Neal Stephenson,
The Baroque Cycle #2:
The Confusion

(HarperCollins, 2004)

Neal Stephenson's The Confusion is the sequel to his historical novel Quicksilver. It follows the vagabond lead, Jack Shaftoe, and Eliza, the heroine of many last names, on their separate adventures. Along the way, Stephenson delivers pirates, civil war, revenge, true love, roaming samurai and every other piece of swash that can be buckled on, all with an earthy realism that keeps the tale more in the realm of history than fantasy. And he does something that very few authors of 800-page novels do: he creates serial drama.

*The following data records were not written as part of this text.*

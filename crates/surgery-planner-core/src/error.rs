//! Crate-level error type.

use thiserror::Error;

use crate::classifier::ClassifierError;
use crate::config::ConfigError;
use crate::models::InvalidConfigError;
use crate::registry::RegistryError;
use crate::suspension::InvalidDateError;
use crate::validation::ValidationError;

/// Any failure surfaced by [`crate::SurgeryPlanner`].
#[derive(Error, Debug)]
pub enum PlannerError {
    #[error(transparent)]
    Validation(#[from] ValidationError),

    #[error(transparent)]
    InvalidDate(#[from] InvalidDateError),

    #[error(transparent)]
    Registry(#[from] RegistryError),

    #[error(transparent)]
    Classifier(#[from] ClassifierError),

    #[error(transparent)]
    InvalidConfig(#[from] InvalidConfigError),

    #[error(transparent)]
    Config(#[from] ConfigError),
}

pub type PlannerResult<T> = Result<T, PlannerError>;
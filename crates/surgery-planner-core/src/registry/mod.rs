//! Registry of NON-OPERABLE cases.
//!
//! A case is operable unless it has an entry here. Registration stores the
//! case with its reason; promotion removes it again. Every operation takes one
//! lock around the backing store, so two promotions of the same id can never
//! both succeed.

mod memory;

pub use memory::*;

use std::path::Path;
use std::sync::{Mutex, MutexGuard, PoisonError};

use serde::{Deserialize, Serialize};
use thiserror::Error;

use crate::db::{Database, DbError, DbResult};
use crate::models::Case;

/// Registry errors.
#[derive(Error, Debug)]
pub enum RegistryError {
    #[error("Case {case_id} is not registered as non-operable")]
    NotFound { case_id: i64 },

    #[error("Registry storage error: {0}")]
    Storage(#[from] DbError),

    #[error("Registry lock poisoned: {0}")]
    LockPoisoned(String),
}

impl<T> From<PoisonError<T>> for RegistryError {
    fn from(e: PoisonError<T>) -> Self {
        RegistryError::LockPoisoned(e.to_string())
    }
}

pub type RegistryResult<T> = Result<T, RegistryError>;

/// A case held back from scheduling.
#[derive(Debug, Clone, Serialize, Deserialize, PartialEq)]
pub struct NonOperableEntry {
    /// The held case; its `condition_reason` mirrors `reason`
    pub case: Case,
    /// Why the case cannot be operated
    pub reason: String,
    /// Registration timestamp (RFC 3339, UTC)
    pub registered_at: String,
}

/// Key-value storage for registry entries, keyed by case id.
///
/// Each call must be atomic on its own; the registry adds the cross-call lock.
pub trait RegistryStore: Send {
    /// Insert or replace the entry for `entry.case.id`.
    fn upsert(&mut self, entry: NonOperableEntry) -> DbResult<()>;

    fn get(&self, case_id: i64) -> DbResult<Option<NonOperableEntry>>;

    /// Remove and return the entry, if present.
    fn remove(&mut self, case_id: i64) -> DbResult<Option<NonOperableEntry>>;

    /// All entries ordered by case id.
    fn list(&self) -> DbResult<Vec<NonOperableEntry>>;
}

/// Thread-safe NON-OPERABLE registry.
pub struct CaseRegistry {
    store: Mutex<Box<dyn RegistryStore>>,
}

impl Default for CaseRegistry {
    fn default() -> Self {
        Self::in_memory()
    }
}

impl CaseRegistry {
    /// Registry that lives as long as the process.
    pub fn in_memory() -> Self {
        Self::with_store(Box::new(MemoryStore::new()))
    }

    /// Registry persisted in a SQLite file.
    pub fn open<P: AsRef<Path>>(path: P) -> RegistryResult<Self> {
        let db = Database::open(path)?;
        Ok(Self::with_store(Box::new(db)))
    }

    pub fn with_store(store: Box<dyn RegistryStore>) -> Self {
        Self {
            store: Mutex::new(store),
        }
    }

    fn lock(&self) -> RegistryResult<MutexGuard<'_, Box<dyn RegistryStore>>> {
        Ok(self.store.lock()?)
    }

    /// Mark a case NON-OPERABLE. Re-registering an id replaces the previous entry.
    pub fn register(&self, mut case: Case, reason: impl Into<String>) -> RegistryResult<NonOperableEntry> {
        let reason = reason.into();
        case.condition_reason = Some(reason.clone());
        let entry = NonOperableEntry {
            case,
            reason,
            registered_at: chrono::Utc::now().to_rfc3339(),
        };

        self.lock()?.upsert(entry.clone())?;
        tracing::info!(
            case_id = entry.case.id,
            reason = %entry.reason,
            "case registered as non-operable"
        );
        Ok(entry)
    }

    /// Look up a NON-OPERABLE case.
    pub fn find(&self, case_id: i64) -> RegistryResult<Option<Case>> {
        Ok(self.lock()?.get(case_id)?.map(|entry| entry.case))
    }

    /// Look up the full registry entry.
    pub fn entry(&self, case_id: i64) -> RegistryResult<Option<NonOperableEntry>> {
        Ok(self.lock()?.get(case_id)?)
    }

    pub fn contains(&self, case_id: i64) -> RegistryResult<bool> {
        Ok(self.lock()?.get(case_id)?.is_some())
    }

    /// Return a case to OPERABLE.
    ///
    /// The returned case has no `condition_reason`. Scheduling it again is up
    /// to the caller.
    pub fn promote(&self, case_id: i64) -> RegistryResult<Case> {
        let removed = self.lock()?.remove(case_id)?;

        match removed {
            Some(entry) => {
                tracing::info!(case_id, "case promoted to operable");
                let mut case = entry.case;
                case.condition_reason = None;
                Ok(case)
            }
            None => {
                tracing::warn!(case_id, "promotion requested for unregistered case");
                Err(RegistryError::NotFound { case_id })
            }
        }
    }

    /// All entries ordered by case id.
    pub fn list(&self) -> RegistryResult<Vec<NonOperableEntry>> {
        Ok(self.lock()?.list()?)
    }

    pub fn len(&self) -> RegistryResult<usize> {
        Ok(self.lock()?.list()?.len())
    }

    pub fn is_empty(&self) -> RegistryResult<bool> {
        Ok(self.len()? == 0)
    }
}

#[cfg(test)]
mod tests {
    use super::*;
    use crate::models::Medication;
    use chrono::NaiveDate;

    fn case(id: i64) -> Case {
        Case {
            id,
            urgency: 3,
            time_since_injury: 1,
            functional_impact: 2,
            patient_condition: 1,
            medication: Medication::Ninguna,
            last_medication_date: NaiveDate::from_ymd_opt(2024, 1, 10).unwrap(),
            delay_days: 0,
            surgery_type: 2,
            operating_room: 1,
            condition_reason: None,
        }
    }

    #[test]
    fn test_register_then_promote() {
        let registry = CaseRegistry::in_memory();
        registry.register(case(7), "hemoglobina baja").unwrap();
        assert!(registry.find(7).unwrap().is_some());

        let promoted = registry.promote(7).unwrap();
        assert_eq!(promoted.id, 7);
        assert_eq!(promoted.condition_reason, None);
        assert!(registry.find(7).unwrap().is_none());
    }

    #[test]
    fn test_promote_unregistered() {
        let registry = CaseRegistry::in_memory();
        let err = registry.promote(99).unwrap_err();
        assert!(matches!(err, RegistryError::NotFound { case_id: 99 }));
    }

    #[test]
    fn test_reregistration_keeps_latest_reason() {
        let registry = CaseRegistry::in_memory();
        registry.register(case(7), "first").unwrap();
        registry.register(case(7), "second").unwrap();

        let entries = registry.list().unwrap();
        assert_eq!(entries.len(), 1);
        assert_eq!(entries[0].reason, "second");
        assert_eq!(
            registry.find(7).unwrap().unwrap().condition_reason,
            Some("second".into())
        );
    }

    #[test]
    fn test_promote_twice_fails_second_time() {
        let registry = CaseRegistry::in_memory();
        registry.register(case(3), "fiebre").unwrap();

        assert!(registry.promote(3).is_ok());
        assert!(matches!(
            registry.promote(3),
            Err(RegistryError::NotFound { case_id: 3 })
        ));
    }

    #[test]
    fn test_list_ordered_and_len() {
        let registry = CaseRegistry::in_memory();
        assert!(registry.is_empty().unwrap());

        for id in [30, 10, 20] {
            registry.register(case(id), "hold").unwrap();
        }

        let ids: Vec<i64> = registry.list().unwrap().iter().map(|e| e.case.id).collect();
        assert_eq!(ids, vec![10, 20, 30]);
        assert_eq!(registry.len().unwrap(), 3);
        assert!(registry.contains(20).unwrap());
        assert!(!registry.contains(40).unwrap());
    }

    #[test]
    fn test_entry_has_timestamp() {
        let registry = CaseRegistry::in_memory();
        let entry = registry.register(case(1), "pendiente de analítica").unwrap();
        assert!(chrono::DateTime::parse_from_rfc3339(&entry.registered_at).is_ok());
        assert_eq!(registry.entry(1).unwrap(), Some(entry));
    }

    #[test]
    fn test_sqlite_backed_registry() {
        let registry = CaseRegistry::with_store(Box::new(Database::open_in_memory().unwrap()));
        registry.register(case(7), "INR elevado").unwrap();
        registry.register(case(7), "INR elevado (control)").unwrap();

        assert_eq!(registry.len().unwrap(), 1);
        assert!(registry.promote(7).is_ok());
        assert!(registry.find(7).unwrap().is_none());
        assert!(registry.promote(7).is_err());
    }
}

The Confusion follows a process of setting up a great problem for Jack in his world with one chapter, one for Eliza in hers, and then following those problems for a few chapters until the arc ends.

Stephenson throws so much drama and intrigue into every chapter that some plot point is bound to captivate the reader and keep him turning pages for each arc. But when each arc ends, there's no driving need to finish the next set of stories. The narrative tension mounts and resolves every few chapters. It's a very odd way to run a novel. But it's an ideal way to handle the sort of serial stories found in monthly comics. Enough information is held in each chapter that a new reader can enjoy it; lacking the rest of The Confusion, a person could appreciate any one of Jack's pirating escapades, or Eliza's dangerous liaisons, without needing to see the surrounding stories, and these individual arcs are compelling. At the end of each story, curiosity about the characters and a few lingering plot threads are enough to bring the reader back for more, until the drama of the new story absorbs them. Stephenson adds to the bait by alternating between Jack and Eliza. At least one is always in the thick of some desperate situation, easing the lulls in the other half of the tale.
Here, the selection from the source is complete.